もうこうして私の手に渡ったのだから、返せと言われても返すもんか。
「あなたのそういう律儀なところだけは、昔から好きよ」
「はあっ?!……お前なぁ、急に薄気味わりぃこと言うのやめろ。誰が聞いてるかわかんねぇんだぞ」
「別に褒めているだけで、他意はないわ。それに好ましく思うのは律儀なところはだけよ。勘違いしないでちょうだい」
「返せ。マジで今すぐ返せ」
心の底から不愉快そうな秋人を笑いつつ、貰った紙袋を段ボール箱の中に入れる。
こうやって秋人と話していればそのうち雪城くんも戻ってくるかもと思っていたけど、それも予想外れだった。もう駐車場に迎えの車も来ているはずだから帰ろう。
私は秋人にマカロンのお礼を言ってから、荷物を抱えて階段を降りた。
するとカフェテリアから廊下に一歩踏み出した時、後方からかすかに話し声のようなものが聞こえた気がした。

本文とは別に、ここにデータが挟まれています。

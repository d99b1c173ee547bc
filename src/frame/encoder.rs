// Copyright 2021 IOTA Stiftung
// SPDX-License-Identifier: Apache-2.0

//! This module implements typed column encoding, used to bind `EXECUTE` and
//! `QUERY` argument values.

use super::Blob;
use bigdecimal::BigDecimal;
use chrono::{
    DateTime,
    Utc,
};
use num_bigint::BigInt;
use std::{
    collections::HashMap,
    net::{
        IpAddr,
        Ipv4Addr,
        Ipv6Addr,
    },
};
use uuid::Uuid;

/// The 16-byte body length.
pub const BE_16_BYTES_LEN: [u8; 4] = [0, 0, 0, 16];
/// The 8-byte body length.
pub const BE_8_BYTES_LEN: [u8; 4] = [0, 0, 0, 8];
/// The 4-byte body length.
pub const BE_4_BYTES_LEN: [u8; 4] = [0, 0, 0, 4];
/// The 2-byte body length.
pub const BE_2_BYTES_LEN: [u8; 4] = [0, 0, 0, 2];
/// The 1-byte body length.
pub const BE_1_BYTES_LEN: [u8; 4] = [0, 0, 0, 1];
/// The 0-byte body length.
pub const BE_0_BYTES_LEN: [u8; 4] = [0, 0, 0, 0];
/// The NULL body length.
pub const BE_NULL_BYTES_LEN: [u8; 4] = [255, 255, 255, 255]; // -1 length
/// The NULL value used to indicate the body length.
pub const NULL_VALUE: Null = Null;
/// The Null unit structure.
pub struct Null;

/// The column encoder trait: write a value as a length-framed `[bytes]`
/// argument. Null is written as length -1.
pub trait ColumnEncoder {
    /// Encode the value into the buffer, including its `[int]` length.
    fn encode(&self, buffer: &mut Vec<u8>);

    /// Encode this value to a new buffer.
    fn encode_new(&self) -> Vec<u8> {
        let mut buf = Vec::new();
        self.encode(&mut buf);
        buf
    }
}

impl<E: ColumnEncoder + ?Sized> ColumnEncoder for &E {
    fn encode(&self, buffer: &mut Vec<u8>) {
        E::encode(*self, buffer)
    }
}

impl<E: ColumnEncoder> ColumnEncoder for Option<E> {
    fn encode(&self, buffer: &mut Vec<u8>) {
        match self {
            Some(value) => value.encode(buffer),
            None => NULL_VALUE.encode(buffer),
        }
    }
}

impl ColumnEncoder for Null {
    fn encode(&self, buffer: &mut Vec<u8>) {
        buffer.extend(&BE_NULL_BYTES_LEN);
    }
}

macro_rules! impl_simple_encoder {
    ($t:ty, $len:ident) => {
        impl ColumnEncoder for $t {
            fn encode(&self, buffer: &mut Vec<u8>) {
                buffer.extend(&$len);
                buffer.extend(&<$t>::to_be_bytes(*self));
            }
        }
    };
}

impl_simple_encoder!(i64, BE_8_BYTES_LEN);
impl_simple_encoder!(i32, BE_4_BYTES_LEN);
impl_simple_encoder!(i16, BE_2_BYTES_LEN);
impl_simple_encoder!(i8, BE_1_BYTES_LEN);
impl_simple_encoder!(f64, BE_8_BYTES_LEN);
impl_simple_encoder!(f32, BE_4_BYTES_LEN);

impl ColumnEncoder for bool {
    fn encode(&self, buffer: &mut Vec<u8>) {
        buffer.extend(&BE_1_BYTES_LEN);
        buffer.push(*self as u8);
    }
}

impl ColumnEncoder for String {
    fn encode(&self, buffer: &mut Vec<u8>) {
        self.as_str().encode(buffer)
    }
}

impl ColumnEncoder for str {
    fn encode(&self, buffer: &mut Vec<u8>) {
        buffer.extend(&i32::to_be_bytes(self.len() as i32));
        buffer.extend(self.bytes());
    }
}

impl ColumnEncoder for Blob {
    fn encode(&self, buffer: &mut Vec<u8>) {
        buffer.extend(&i32::to_be_bytes(self.len() as i32));
        buffer.extend(self.as_slice());
    }
}

impl ColumnEncoder for Uuid {
    fn encode(&self, buffer: &mut Vec<u8>) {
        buffer.extend(&BE_16_BYTES_LEN);
        buffer.extend(self.as_bytes());
    }
}

impl ColumnEncoder for DateTime<Utc> {
    fn encode(&self, buffer: &mut Vec<u8>) {
        buffer.extend(&BE_8_BYTES_LEN);
        buffer.extend(self.timestamp_millis().to_be_bytes());
    }
}

impl ColumnEncoder for BigInt {
    fn encode(&self, buffer: &mut Vec<u8>) {
        let bytes = self.to_signed_bytes_be();
        buffer.extend(&i32::to_be_bytes(bytes.len() as i32));
        buffer.extend(bytes);
    }
}

impl ColumnEncoder for BigDecimal {
    fn encode(&self, buffer: &mut Vec<u8>) {
        let (mantissa, scale) = self.as_bigint_and_exponent();
        let bytes = mantissa.to_signed_bytes_be();
        buffer.extend(&i32::to_be_bytes(bytes.len() as i32 + 4));
        buffer.extend((scale as i32).to_be_bytes());
        buffer.extend(bytes);
    }
}

impl ColumnEncoder for IpAddr {
    fn encode(&self, buffer: &mut Vec<u8>) {
        match *self {
            IpAddr::V4(ip) => ip.encode(buffer),
            IpAddr::V6(ip) => ip.encode(buffer),
        }
    }
}

impl ColumnEncoder for Ipv4Addr {
    fn encode(&self, buffer: &mut Vec<u8>) {
        buffer.extend(&BE_4_BYTES_LEN);
        buffer.extend(&self.octets());
    }
}

impl ColumnEncoder for Ipv6Addr {
    fn encode(&self, buffer: &mut Vec<u8>) {
        buffer.extend(&BE_16_BYTES_LEN);
        buffer.extend(&self.octets());
    }
}

// Collections are framed with `[short]` counts and `[short bytes]` elements
// in protocol v1/v2. The inner encoder writes an `[int]` length which gets
// reframed to a `[short]` one.
fn reframe_element<E: ColumnEncoder>(e: &E, buffer: &mut Vec<u8>) {
    let framed = e.encode_new();
    let payload = &framed[4..];
    buffer.extend((payload.len() as u16).to_be_bytes());
    buffer.extend(payload);
}

impl<E: ColumnEncoder> ColumnEncoder for Vec<E> {
    fn encode(&self, buffer: &mut Vec<u8>) {
        let mut buf = Vec::new();
        buf.extend((self.len() as u16).to_be_bytes());
        for e in self {
            reframe_element(e, &mut buf);
        }
        buffer.extend(&i32::to_be_bytes(buf.len() as i32));
        buffer.extend(buf);
    }
}

impl<K: ColumnEncoder, V: ColumnEncoder, S: ::std::hash::BuildHasher> ColumnEncoder for HashMap<K, V, S> {
    fn encode(&self, buffer: &mut Vec<u8>) {
        let mut buf = Vec::new();
        buf.extend((self.len() as u16).to_be_bytes());
        for (k, v) in self {
            reframe_element(k, &mut buf);
            reframe_element(v, &mut buf);
        }
        buffer.extend(&i32::to_be_bytes(buf.len() as i32));
        buffer.extend(buf);
    }
}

立ち止まらずちらっとそちらを見ても、もともと二階席の様子は下からは見えない構造になっている。
秋人が文句でも呟いたのかもしれない。そう思った私は特に気にすることなく校舎を出て、待っていてくれた迎えの車に乗り込み、見慣れた家への帰り道をぼんやりと眺めた。
朝はちょっとトラブルがあったけど、今までの誕生日で最も多くおめでとうという言葉を貰った。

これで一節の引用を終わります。